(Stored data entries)
══════════════════════════════

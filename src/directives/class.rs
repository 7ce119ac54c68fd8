//! Class Directive - Responsive class lists.
//!
//! Inputs are set per breakpoint alias (`None` for the base input) and
//! cached under `"class"` + suffix. Whenever the active input changes the
//! directive diffs the classes it applied last time against the new set,
//! so unrelated classes on the host are left alone.
//!
//! # Example
//!
//! ```ignore
//! let directive = ClassDirective::new(monitor, Rc::new(element.clone()));
//! directive.set_class(None, "card")?;
//! directive.set_class(Some("xs"), vec!["card", "compact"])?;
//! directive.init()?;
//! ```

use std::cell::RefCell;
use std::collections::{BTreeMap, BTreeSet};
use std::rc::Rc;

use crate::error::Result;
use crate::media::MediaMonitor;
use crate::resolver::{InputFlags, ResponsiveInputResolver};

use super::host::HostElement;
use super::input_key;

/// Base input key.
pub const CLASS_KEY: &str = "class";

/// Accepted class input shapes.
#[derive(Clone, Debug, PartialEq, Eq)]
pub enum ClassValue {
    /// Whitespace separated names.
    Names(String),
    List(Vec<String>),
    Set(BTreeSet<String>),
    /// Name → enabled.
    Map(BTreeMap<String, bool>),
}

impl Default for ClassValue {
    fn default() -> Self {
        Self::Names(String::new())
    }
}

impl ClassValue {
    /// Normalized set of class names.
    pub fn class_names(&self) -> BTreeSet<String> {
        let split = |s: &str| s.split_whitespace().map(str::to_string).collect::<Vec<_>>();
        match self {
            Self::Names(names) => split(names.as_str()).into_iter().collect(),
            Self::List(list) => list.iter().flat_map(|it| split(it.as_str())).collect(),
            Self::Set(set) => set.iter().flat_map(|it| split(it.as_str())).collect(),
            Self::Map(map) => map
                .iter()
                .filter(|&(_, &enabled)| enabled)
                .flat_map(|(name, _)| split(name.as_str()))
                .collect(),
        }
    }
}

impl From<&str> for ClassValue {
    fn from(names: &str) -> Self {
        Self::Names(names.to_string())
    }
}

impl From<String> for ClassValue {
    fn from(names: String) -> Self {
        Self::Names(names)
    }
}

impl From<Vec<&str>> for ClassValue {
    fn from(list: Vec<&str>) -> Self {
        Self::List(list.into_iter().map(str::to_string).collect())
    }
}

impl From<Vec<String>> for ClassValue {
    fn from(list: Vec<String>) -> Self {
        Self::List(list)
    }
}

impl From<BTreeSet<String>> for ClassValue {
    fn from(set: BTreeSet<String>) -> Self {
        Self::Set(set)
    }
}

impl From<BTreeMap<String, bool>> for ClassValue {
    fn from(map: BTreeMap<String, bool>) -> Self {
        Self::Map(map)
    }
}

/// Responsive class binding on one host element.
pub struct ClassDirective {
    resolver: ResponsiveInputResolver<ClassValue>,
    host: Rc<dyn HostElement>,
    applied: Rc<RefCell<BTreeSet<String>>>,
}

impl ClassDirective {
    pub fn new(monitor: MediaMonitor, host: Rc<dyn HostElement>) -> Self {
        Self {
            resolver: ResponsiveInputResolver::new(monitor, CLASS_KEY).with_default(ClassValue::default()),
            host,
            applied: Rc::new(RefCell::new(BTreeSet::new())),
        }
    }

    /// Set the class input for `breakpoint` (`None` for the base input).
    ///
    /// Fails with `UnknownBreakpoint` for an unregistered alias.
    pub fn set_class(&self, breakpoint: Option<&str>, value: impl Into<ClassValue>) -> Result<()> {
        let key = input_key(self.resolver.monitor(), CLASS_KEY, breakpoint)?;
        self.resolver
            .update_input(key, value.into(), InputFlags::CLASS_OR_STYLE)?;
        Ok(())
    }

    /// Bind to breakpoint changes and apply the initial classes.
    pub fn init(&self) -> Result<()> {
        let host = Rc::clone(&self.host);
        let applied = Rc::clone(&self.applied);
        self.resolver.activate(move |value: &ClassValue, _alias| {
            apply_classes(host.as_ref(), &applied, value.class_names());
        })
    }

    /// Release the breakpoint subscription.
    pub fn destroy(&self) {
        self.resolver.deactivate();
    }

    /// Classes this directive currently has applied, sorted.
    pub fn applied_classes(&self) -> Vec<String> {
        self.applied.borrow().iter().cloned().collect()
    }

    pub fn resolver(&self) -> &ResponsiveInputResolver<ClassValue> {
        &self.resolver
    }
}

fn apply_classes(host: &dyn HostElement, applied: &RefCell<BTreeSet<String>>, next: BTreeSet<String>) {
    let mut applied = applied.borrow_mut();
    for stale in applied.difference(&next) {
        host.remove_class(stale);
    }
    for fresh in next.difference(&applied) {
        host.add_class(fresh);
    }
    *applied = next;
}

#[cfg(test)]
mod tests {
    use super::*;
    use crate::breakpoints::{BreakpointDefinition, BreakpointRegistry};
    use crate::directives::StyledElement;
    use crate::error::ResponsiveError;
    use crate::media::testing::FakePlatform;
    use pretty_assertions::assert_eq;

    fn setup() -> (MediaMonitor, Rc<FakePlatform>, StyledElement) {
        let registry = BreakpointRegistry::from_definitions([
            BreakpointDefinition::new("xs", "q-xs", 1),
            BreakpointDefinition::new("gt-md", "q-gt-md", 3),
        ])
        .unwrap();
        let platform = Rc::new(FakePlatform::new());
        let monitor = MediaMonitor::new(Rc::new(registry), platform.clone());
        (monitor, platform, StyledElement::new())
    }

    #[test]
    fn test_class_value_normalization() {
        assert_eq!(
            ClassValue::from("  a b  a ").class_names().into_iter().collect::<Vec<_>>(),
            vec!["a", "b"]
        );
        assert_eq!(
            ClassValue::from(vec!["x y", "z"]).class_names().len(),
            3
        );
        let map: BTreeMap<String, bool> =
            [("on".to_string(), true), ("off".to_string(), false)].into_iter().collect();
        assert_eq!(
            ClassValue::from(map).class_names().into_iter().collect::<Vec<_>>(),
            vec!["on"]
        );
        assert!(ClassValue::default().class_names().is_empty());
    }

    #[test]
    fn test_responsive_classes() {
        let (monitor, platform, element) = setup();
        platform.set_matches("q-xs", true);

        let directive = ClassDirective::new(monitor, Rc::new(element.clone()));
        directive.set_class(None, "card base").unwrap();
        directive.set_class(Some("xs"), vec!["card", "stack"]).unwrap();
        directive.set_class(Some("gt-md"), "card grid").unwrap();
        directive.init().unwrap();

        assert_eq!(element.classes(), vec!["card", "stack"]);

        platform.set_matches("q-gt-md", true);
        assert_eq!(element.classes(), vec!["card", "grid"]);
        assert_eq!(directive.applied_classes(), vec!["card", "grid"]);

        platform.set_matches("q-gt-md", false);
        platform.set_matches("q-xs", false);
        assert_eq!(element.classes(), vec!["base", "card"]);
    }

    #[test]
    fn test_foreign_classes_untouched() {
        let (monitor, platform, element) = setup();
        element.add_class("external");

        let directive = ClassDirective::new(monitor, Rc::new(element.clone()));
        directive.set_class(Some("xs"), "compact").unwrap();
        directive.init().unwrap();
        assert_eq!(element.classes(), vec!["external"]);

        platform.set_matches("q-xs", true);
        assert_eq!(element.classes(), vec!["compact", "external"]);

        platform.set_matches("q-xs", false);
        assert_eq!(element.classes(), vec!["external"]);
    }

    #[test]
    fn test_unknown_breakpoint_input() {
        let (monitor, _platform, element) = setup();
        let directive = ClassDirective::new(monitor, Rc::new(element));
        assert_eq!(
            directive.set_class(Some("md"), "x").unwrap_err(),
            ResponsiveError::UnknownBreakpoint("md".to_string())
        );
    }

    #[test]
    fn test_input_change_while_bound() {
        let (monitor, _platform, element) = setup();
        let directive = ClassDirective::new(monitor, Rc::new(element.clone()));
        directive.init().unwrap();
        assert!(element.classes().is_empty());

        directive.set_class(None, "a").unwrap();
        assert_eq!(element.classes(), vec!["a"]);
        assert!(directive
            .resolver()
            .input_flags("class")
            .unwrap()
            .contains(InputFlags::CLASS_OR_STYLE));

        directive.destroy();
        directive.set_class(None, "b").unwrap();
        assert_eq!(element.classes(), vec!["a"]);
    }
}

══════════════════════════════

Problem to solve
Show the lines of the records that include the string "StyledElement".

Solution for this task
    use crate::directives::StyledElement;
    fn setup() -> (MediaMonitor, Rc<FakePlatform>, StyledElement) {
        (monitor, platform, StyledElement::new())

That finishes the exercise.